▶ _Material shown_
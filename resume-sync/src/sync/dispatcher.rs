use reqwest::Client;
use tracing::{debug, error, info, instrument, warn};

use super::TrackedFields;
use crate::api::models::events::{ContactId, WebhookEvent};
use crate::api::models::results::{EventResult, FieldOutcome, ResumeUploadMeta};
use crate::bullhorn::{BullhornClient, FileUpload, Session, SessionManager};
use crate::config::Config;
use crate::hubspot::{Contact, HubSpotClient};
use crate::resume::{
    ExtensionHints, build_upload_file_name, is_html, parse_resume_value, refine_content_type, resolve_resume_extension,
};
use crate::upstream;

/// Runs webhook events through HubSpot and Bullhorn, strictly one after another.
#[derive(Clone)]
pub struct EventDispatcher {
    hubspot: HubSpotClient,
    sessions: SessionManager,
    bullhorn: BullhornClient,
    fields: TrackedFields,
}

impl EventDispatcher {
    pub fn new(hubspot: HubSpotClient, sessions: SessionManager, bullhorn: BullhornClient, fields: TrackedFields) -> Self {
        Self {
            hubspot,
            sessions,
            bullhorn,
            fields,
        }
    }

    /// `no_redirect` must be a client with redirects disabled.
    pub fn from_config(config: &Config, http: Client, no_redirect: Client, hubspot_token: &str) -> Self {
        Self::new(
            HubSpotClient::new(http.clone(), &config.hubspot, hubspot_token),
            SessionManager::new(http.clone(), no_redirect, config.bullhorn.clone()),
            BullhornClient::new(http, &config.bullhorn),
            TrackedFields::new(&config.sync),
        )
    }

    /// One record per acted-on event, in input order. Events outside the tracked subscription
    /// and properties produce no record. Failures are folded into the records; this never fails.
    pub async fn process_events(&self, events: &[WebhookEvent]) -> Vec<EventResult> {
        let mut results = Vec::new();

        for event in events {
            info!(
                subscription_type = ?event.subscription_type,
                property_name = ?event.property_name,
                object_id = %event.object_id,
                "Received webhook event"
            );

            if !self.fields.accepts(event) {
                debug!("Ignoring event outside the tracked subscription and properties");
                continue;
            }

            let Some(contact_id) = event.contact_id() else {
                results.push(EventResult::skipped(None, "Missing contact id"));
                continue;
            };

            match self.process_event(event, &contact_id).await {
                Ok(result) => results.push(result),
                Err(e) => {
                    error!(
                        contact_id = %contact_id,
                        property_name = ?event.property_name,
                        status = ?e.status(),
                        error = %e,
                        "Event processing failed"
                    );
                    results.push(EventResult::failed(event, Some(contact_id), &e));
                }
            }
        }

        results
    }

    #[instrument(skip(self, event), fields(contact_id = %contact_id, property = ?event.property_name))]
    async fn process_event(&self, event: &WebhookEvent, contact_id: &ContactId) -> upstream::Result<EventResult> {
        let property = event.property_name.as_deref().unwrap_or_default();
        let contact_key = contact_id.to_string();

        let contact = self
            .hubspot
            .get_contact(&contact_key, &self.fields.contact_properties())
            .await?;

        let Some(email) = contact.email() else {
            return Ok(EventResult::skipped(Some(contact_id.clone()), "Missing email"));
        };

        let session = self.sessions.acquire_session().await?;
        let Some(candidate_id) = self.bullhorn.find_candidate_id_by_email(&session, email).await? else {
            return Ok(EventResult::skipped(Some(contact_id.clone()), "Candidate not found"));
        };

        info!(candidate_id, "Processing contact");
        let mut result = EventResult::for_candidate(contact_id.clone(), candidate_id);

        if self.fields.is_category(property)
            && let Some(category_name) = self.fields.selected_category(&contact)
        {
            result.category_name = Some(category_name.to_string());
            let outcome = self
                .sync_category(&session, candidate_id, category_name, &mut result)
                .await;
            result.category_update = Some(outcome);
        }

        if self.fields.is_resume(property) {
            let outcome = self
                .sync_resume(&session, &contact, &contact_key, candidate_id, &mut result)
                .await;
            result.resume_upload = Some(outcome);
        }

        if result.category_update.is_none() && result.resume_upload.is_none() {
            result.skipped = true;
            result.reason = Some("No category or resume updates to apply".to_string());
        }

        Ok(result)
    }

    async fn sync_category(
        &self,
        session: &Session,
        candidate_id: i64,
        category_name: &str,
        result: &mut EventResult,
    ) -> FieldOutcome {
        let category_id = match self.bullhorn.find_category_id_by_name(session, category_name).await {
            Ok(Some(id)) => id,
            Ok(None) => {
                warn!(candidate_id, category_name, "Category not found in Bullhorn");
                return FieldOutcome::skipped("Category not found");
            }
            Err(e) => {
                error!(candidate_id, category_name, status = ?e.status(), error = %e, "Bullhorn category lookup failed");
                return FieldOutcome::failed("Category update failed", &e);
            }
        };
        result.category_id = Some(category_id);

        match self
            .bullhorn
            .update_candidate_category(session, candidate_id, category_id)
            .await
        {
            Ok(body) => {
                info!(candidate_id, category_id, "Updated candidate category");
                FieldOutcome::Applied(body)
            }
            Err(e) => {
                error!(candidate_id, category_id, status = ?e.status(), error = %e, "Bullhorn category update failed");
                FieldOutcome::failed("Category update failed", &e)
            }
        }
    }

    async fn sync_resume(
        &self,
        session: &Session,
        contact: &Contact,
        contact_key: &str,
        candidate_id: i64,
        result: &mut EventResult,
    ) -> FieldOutcome {
        let raw = contact.property(self.fields.resume_property());
        if raw.is_null() || raw.as_str().is_some_and(|s| s.trim().is_empty()) {
            return FieldOutcome::skipped("Missing resume");
        }

        let reference = parse_resume_value(raw);
        let resolved = match self.hubspot.resolve_file(&reference).await {
            Ok(Some(resolved)) => resolved,
            Ok(None) => {
                warn!(candidate_id, reference = ?reference, "Resume file not found");
                return FieldOutcome::skipped("Resume file not found");
            }
            Err(e) => return FieldOutcome::failed("Resume file lookup failed", &e),
        };
        info!(
            candidate_id,
            file_id = ?reference.file_id,
            file_name = ?resolved.file_name,
            "Resolved HubSpot file"
        );

        let downloaded = match self.hubspot.download(&resolved.url).await {
            Ok(file) => file,
            Err(e) => return FieldOutcome::failed("Resume download failed", &e),
        };

        if let Some(content_type) = downloaded.content_type.as_deref()
            && is_html(content_type)
        {
            warn!(candidate_id, file_id = ?reference.file_id, content_type, "HubSpot file fetch returned HTML");
            return FieldOutcome::skipped_content_type("HubSpot file fetch returned HTML", content_type);
        }

        let extension = resolve_resume_extension(&ExtensionHints {
            file_name: resolved.file_name.as_deref(),
            file_url: Some(&resolved.url),
            content_type: downloaded.content_type.as_deref(),
        });

        let candidate_name = match self.bullhorn.get_candidate_name(session, candidate_id).await {
            Ok(name) => Some(name),
            Err(e) => {
                warn!(candidate_id, error = %e, "Could not fetch candidate name, naming file from source");
                None
            }
        };

        let file_name = build_upload_file_name(
            candidate_name.as_ref(),
            candidate_id,
            resolved.file_name.as_deref(),
            contact_key,
            extension.as_deref(),
        );
        let content_type = refine_content_type(downloaded.content_type.as_deref(), Some(&file_name));

        let meta = ResumeUploadMeta {
            candidate_id,
            file_name: file_name.clone(),
            content_type: content_type.clone(),
            file_type: self.bullhorn.file_type().to_string(),
            external_id: FileUpload::external_id_for_contact(contact_key),
        };
        info!(candidate_id, file_name = %meta.file_name, content_type = %meta.content_type, "Uploading Bullhorn file");

        let upload = FileUpload {
            bytes: downloaded.bytes,
            file_name,
            content_type,
            external_id: meta.external_id.clone(),
        };

        match self.bullhorn.upload_candidate_file(session, candidate_id, upload).await {
            Ok(body) => {
                result.resume_upload_meta = Some(meta);
                FieldOutcome::Applied(body)
            }
            Err(e) => FieldOutcome::failed("Resume upload failed", &e),
        }
    }
}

▶ _Action item_
In the data above, find each line where the string "status" appears, then copy it.

▶ _Solution for this exercise_
                        status = ?e.status(),
                error!(candidate_id, category_name, status = ?e.status(), error = %e, "Bullhorn category lookup failed");
                error!(candidate_id, category_id, status = ?e.status(), error = %e, "Bullhorn category update failed");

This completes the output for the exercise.